───── Records for the task ─────

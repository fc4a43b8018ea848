use clap::{Args, Subcommand};
use std::path::PathBuf;

use crate::cli::enums::*;
use crate::cli::validation::{parse_interval_ms, parse_port};

/// Available Platen subcommands
#[derive(Subcommand, Debug)]
pub enum Command {
    /// Generate the site
    ///
    /// Refreshes the collection JSON, then runs the site generator with the
    /// development (default) or production settings.
    Build(BuildArgs),

    /// Serve the generated site locally
    ///
    /// Builds first if the output directory does not exist. With --watch,
    /// rebuilds and restarts the server whenever content changes.
    Serve(ServeArgs),

    /// Remove the output directory
    Clean,

    /// Clean, then build
    Rebuild(BuildArgs),

    /// Check that the generator and project layout are usable
    ///
    /// Verifies the generator can be started, the content directory and both
    /// settings files exist, and the configuration is valid.
    Check,

    /// Create a page for every collection entry that does not have one yet
    ///
    /// Existing pages are never overwritten.
    Pages(PagesArgs),

    /// Convert the collection CSV into JSON for the site templates
    Project,
}

/// Arguments for the build and rebuild commands
#[derive(Args, Debug, Clone, Default)]
pub struct BuildArgs {
    /// Use the production settings file
    #[arg(long)]
    pub production: bool,
}

impl BuildArgs {
    pub fn profile(&self) -> Profile {
        Profile::from_flag(self.production)
    }
}

/// Arguments for the serve command
#[derive(Args, Debug, Clone, Default)]
pub struct ServeArgs {
    /// Port to serve on
    ///
    /// Defaults to the configured port (8000).
    #[arg(short, long, value_parser = parse_port)]
    pub port: Option<u16>,

    /// Build with the production settings file
    #[arg(long)]
    pub production: bool,

    /// Rebuild and restart the server when content changes
    #[arg(short, long)]
    pub watch: bool,

    /// Change detection strategy for --watch
    #[arg(long, value_enum, value_name = "MODE", requires = "watch")]
    pub watch_mode: Option<WatchMode>,

    /// Poll interval in milliseconds for --watch
    #[arg(long, value_name = "MS", value_parser = parse_interval_ms, requires = "watch")]
    pub interval: Option<u64>,
}

impl ServeArgs {
    pub fn profile(&self) -> Profile {
        Profile::from_flag(self.production)
    }
}

/// Arguments for the pages command
#[derive(Args, Debug, Clone, Default)]
pub struct PagesArgs {
    /// Date written into new pages (YYYY-MM-DD)
    ///
    /// Defaults to `collection.pageDate` from the config, or today.
    #[arg(long, value_name = "DATE")]
    pub date: Option<chrono::NaiveDate>,

    /// Write pages here instead of the configured pages directory
    #[arg(long, value_name = "DIR")]
    pub out_dir: Option<PathBuf>,
}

─────

*The task:*
Once you have read the records, write every one of them out again exactly.

*Solution for this problem:*
repository fc4a43b8018ea848
use clap::{Args, Subcommand};
use std::path::PathBuf;

use crate::cli::enums::*;
use crate::cli::validation::{parse_interval_ms, parse_port};

/// Available Platen subcommands
#[derive(Subcommand, Debug)]
pub enum Command {
    /// Generate the site
    ///
    /// Refreshes the collection JSON, then runs the site generator with the
    /// development (default) or production settings.
    Build(BuildArgs),

    /// Serve the generated site locally
    ///
    /// Builds first if the output directory does not exist. With --watch,
    /// rebuilds and restarts the server whenever content changes.
    Serve(ServeArgs),

    /// Remove the output directory
    Clean,

    /// Clean, then build
    Rebuild(BuildArgs),

    /// Check that the generator and project layout are usable
    ///
    /// Verifies the generator can be started, the content directory and both
    /// settings files exist, and the configuration is valid.
    Check,

    /// Create a page for every collection entry that does not have one yet
    ///
    /// Existing pages are never overwritten.
    Pages(PagesArgs),

    /// Convert the collection CSV into JSON for the site templates
    Project,
}

/// Arguments for the build and rebuild commands
#[derive(Args, Debug, Clone, Default)]
pub struct BuildArgs {
    /// Use the production settings file
    #[arg(long)]
    pub production: bool,
}

impl BuildArgs {
    pub fn profile(&self) -> Profile {
        Profile::from_flag(self.production)
    }
}

/// Arguments for the serve command
#[derive(Args, Debug, Clone, Default)]
pub struct ServeArgs {
    /// Port to serve on
    ///
    /// Defaults to the configured port (8000).
    #[arg(short, long, value_parser = parse_port)]
    pub port: Option<u16>,

    /// Build with the production settings file
    #[arg(long)]
    pub production: bool,

    /// Rebuild and restart the server when content changes
    #[arg(short, long)]
    pub watch: bool,

    /// Change detection strategy for --watch
    #[arg(long, value_enum, value_name = "MODE", requires = "watch")]
    pub watch_mode: Option<WatchMode>,

    /// Poll interval in milliseconds for --watch
    #[arg(long, value_name = "MS", value_parser = parse_interval_ms, requires = "watch")]
    pub interval: Option<u64>,
}

impl ServeArgs {
    pub fn profile(&self) -> Profile {
        Profile::from_flag(self.production)
    }
}

/// Arguments for the pages command
#[derive(Args, Debug, Clone, Default)]
pub struct PagesArgs {
    /// Date written into new pages (YYYY-MM-DD)
    ///
    /// Defaults to `collection.pageDate` from the config, or today.
    #[arg(long, value_name = "DATE")]
    pub date: Option<chrono::NaiveDate>,

    /// Write pages here instead of the configured pages directory
    #[arg(long, value_name = "DIR")]
    pub out_dir: Option<PathBuf>,
}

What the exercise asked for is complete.